→ **Assignment**: Copy out every line in the entries below that includes "Duplicate".
═══ Dataset records ═══
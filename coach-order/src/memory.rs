use std::collections::{HashMap, HashSet};

use async_trait::async_trait;
use chrono::NaiveDate;
use coach_catalog::{Bus, BusCatalog, Route, RouteCatalog, SeatLayout, SeatLayoutStore};
use coach_core::calendar::DayWindow;
use coach_core::{StoreError, StoreResult};
use tokio::sync::RwLock;
use uuid::Uuid;

use crate::models::Booking;
use crate::repository::{BookingFilter, BookingStore};

#[derive(Default)]
struct Tables {
    buses: HashMap<Uuid, Bus>,
    routes: HashMap<Uuid, Route>,
    layouts: HashMap<Uuid, SeatLayout>,
    bookings: HashMap<Uuid, Booking>,
}

/// Process-local store backing every catalogue and booking trait. Used by
/// tests and for running the API without a database.
#[derive(Default)]
pub struct InMemoryStore {
    tables: RwLock<Tables>,
}

impl InMemoryStore {
    pub fn new() -> Self {
        Self::default()
    }
}

fn newest_first<T, F>(mut items: Vec<T>, created: F) -> Vec<T>
where
    F: Fn(&T) -> chrono::DateTime<chrono::Utc>,
{
    items.sort_by(|a, b| created(b).cmp(&created(a)));
    items
}

#[async_trait]
impl BusCatalog for InMemoryStore {
    async fn bus(&self, id: Uuid) -> StoreResult<Option<Bus>> {
        Ok(self.tables.read().await.buses.get(&id).cloned())
    }

    async fn list_buses(&self) -> StoreResult<Vec<Bus>> {
        let tables = self.tables.read().await;
        Ok(newest_first(tables.buses.values().cloned().collect(), |b| b.created_at))
    }

    async fn insert_bus(&self, bus: &Bus) -> StoreResult<()> {
        let mut tables = self.tables.write().await;
        if tables.buses.values().any(|b| b.bus_number == bus.bus_number) {
            return Err(StoreError::Duplicate("Bus number already exists".to_string()));
        }
        tables.buses.insert(bus.id, bus.clone());
        Ok(())
    }

    async fn update_bus(&self, bus: &Bus) -> StoreResult<()> {
        let mut tables = self.tables.write().await;
        if tables
            .buses
            .values()
            .any(|b| b.id != bus.id && b.bus_number == bus.bus_number)
        {
            return Err(StoreError::Duplicate("Bus number already exists".to_string()));
        }
        tables.buses.insert(bus.id, bus.clone());
        Ok(())
    }

    async fn delete_bus(&self, id: Uuid) -> StoreResult<()> {
        let mut tables = self.tables.write().await;
        tables.buses.remove(&id);
        tables.layouts.remove(&id);
        Ok(())
    }
}

#[async_trait]
impl RouteCatalog for InMemoryStore {
    async fn route(&self, id: Uuid) -> StoreResult<Option<Route>> {
        Ok(self.tables.read().await.routes.get(&id).cloned())
    }

    async fn list_routes(&self) -> StoreResult<Vec<Route>> {
        let tables = self.tables.read().await;
        Ok(newest_first(tables.routes.values().cloned().collect(), |r| r.created_at))
    }

    async fn routes_for_bus(&self, bus_id: Uuid, active_only: bool) -> StoreResult<Vec<Route>> {
        let tables = self.tables.read().await;
        let routes = tables
            .routes
            .values()
            .filter(|r| r.bus_id == bus_id && (!active_only || r.is_active))
            .cloned()
            .collect();
        Ok(newest_first(routes, |r| r.created_at))
    }

    async fn search_routes(&self, source: &str, destination: &str) -> StoreResult<Vec<Route>> {
        let tables = self.tables.read().await;
        let routes = tables
            .routes
            .values()
            .filter(|r| r.is_active && r.matches(source, destination))
            .cloned()
            .collect();
        Ok(newest_first(routes, |r| r.created_at))
    }

    async fn insert_route(&self, route: &Route) -> StoreResult<()> {
        self.tables.write().await.routes.insert(route.id, route.clone());
        Ok(())
    }

    async fn update_route(&self, route: &Route) -> StoreResult<()> {
        self.tables.write().await.routes.insert(route.id, route.clone());
        Ok(())
    }

    async fn delete_route(&self, id: Uuid) -> StoreResult<()> {
        self.tables.write().await.routes.remove(&id);
        Ok(())
    }
}

#[async_trait]
impl SeatLayoutStore for InMemoryStore {
    async fn layout(&self, bus_id: Uuid) -> StoreResult<Option<SeatLayout>> {
        Ok(self.tables.read().await.layouts.get(&bus_id).cloned())
    }

    async fn insert_layout(&self, layout: &SeatLayout) -> StoreResult<()> {
        let mut tables = self.tables.write().await;
        if tables.layouts.contains_key(&layout.bus_id) {
            return Err(StoreError::Duplicate(
                "Seat layout already exists for this bus".to_string(),
            ));
        }
        tables.layouts.insert(layout.bus_id, layout.clone());
        Ok(())
    }

    async fn update_layout(&self, layout: &SeatLayout) -> StoreResult<()> {
        self.tables.write().await.layouts.insert(layout.bus_id, layout.clone());
        Ok(())
    }
}

#[async_trait]
impl BookingStore for InMemoryStore {
    async fn confirmed_for_trip(
        &self,
        bus_id: Uuid,
        route_id: Uuid,
        window: DayWindow,
    ) -> StoreResult<Vec<Booking>> {
        let tables = self.tables.read().await;
        Ok(tables
            .bookings
            .values()
            .filter(|b| {
                b.is_confirmed()
                    && b.bus_id == bus_id
                    && b.route_id == route_id
                    && window.contains(b.journey_date.and_time(chrono::NaiveTime::MIN))
            })
            .cloned()
            .collect())
    }

    async fn create(&self, booking: &Booking) -> StoreResult<()> {
        let mut tables = self.tables.write().await;
        let held: HashSet<&str> = tables
            .bookings
            .values()
            .filter(|b| {
                b.is_confirmed()
                    && b.bus_id == booking.bus_id
                    && b.route_id == booking.route_id
                    && b.journey_date == booking.journey_date
            })
            .flat_map(|b| b.seat_numbers())
            .collect();
        let taken: Vec<String> = booking
            .seat_numbers()
            .filter(|s| held.contains(s))
            .map(str::to_string)
            .collect();
        if !taken.is_empty() {
            return Err(StoreError::SeatsTaken(taken));
        }
        if tables.bookings.values().any(|b| b.booking_id == booking.booking_id) {
            return Err(StoreError::Duplicate("Booking code already exists".to_string()));
        }
        tables.bookings.insert(booking.id, booking.clone());
        Ok(())
    }

    async fn booking(&self, id: Uuid) -> StoreResult<Option<Booking>> {
        Ok(self.tables.read().await.bookings.get(&id).cloned())
    }

    async fn update(&self, booking: &Booking) -> StoreResult<()> {
        let mut tables = self.tables.write().await;
        match tables.bookings.get_mut(&booking.id) {
            Some(existing) => {
                *existing = booking.clone();
                Ok(())
            }
            None => Err(StoreError::Backend(format!("booking {} does not exist", booking.id))),
        }
    }

    async fn bookings_for_user(&self, user_id: Uuid) -> StoreResult<Vec<Booking>> {
        let tables = self.tables.read().await;
        let bookings = tables
            .bookings
            .values()
            .filter(|b| b.user_id == user_id)
            .cloned()
            .collect();
        Ok(newest_first(bookings, |b| b.created_at))
    }

    async fn list_bookings(&self, filter: &BookingFilter) -> StoreResult<Vec<Booking>> {
        let tables = self.tables.read().await;
        let bookings = tables
            .bookings
            .values()
            .filter(|b| filter.matches(b))
            .cloned()
            .collect();
        Ok(newest_first(bookings, |b| b.created_at))
    }

    async fn has_upcoming_for_bus(&self, bus_id: Uuid, from: NaiveDate) -> StoreResult<bool> {
        let tables = self.tables.read().await;
        Ok(tables
            .bookings
            .values()
            .any(|b| b.is_confirmed() && b.bus_id == bus_id && b.journey_date >= from))
    }

    async fn has_upcoming_for_route(&self, route_id: Uuid, from: NaiveDate) -> StoreResult<bool> {
        let tables = self.tables.read().await;
        Ok(tables
            .bookings
            .values()
            .any(|b| b.is_confirmed() && b.route_id == route_id && b.journey_date >= from))
    }

    async fn upcoming_for_bus(&self, bus_id: Uuid, from: NaiveDate) -> StoreResult<Vec<Booking>> {
        let tables = self.tables.read().await;
        Ok(tables
            .bookings
            .values()
            .filter(|b| b.is_confirmed() && b.bus_id == bus_id && b.journey_date >= from)
            .cloned()
            .collect())
    }
}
═══
→ **Solution to this task**:
            return Err(StoreError::Duplicate("Bus number already exists".to_string()));
            return Err(StoreError::Duplicate("Bus number already exists".to_string()));
            return Err(StoreError::Duplicate(
            return Err(StoreError::Duplicate("Booking code already exists".to_string()));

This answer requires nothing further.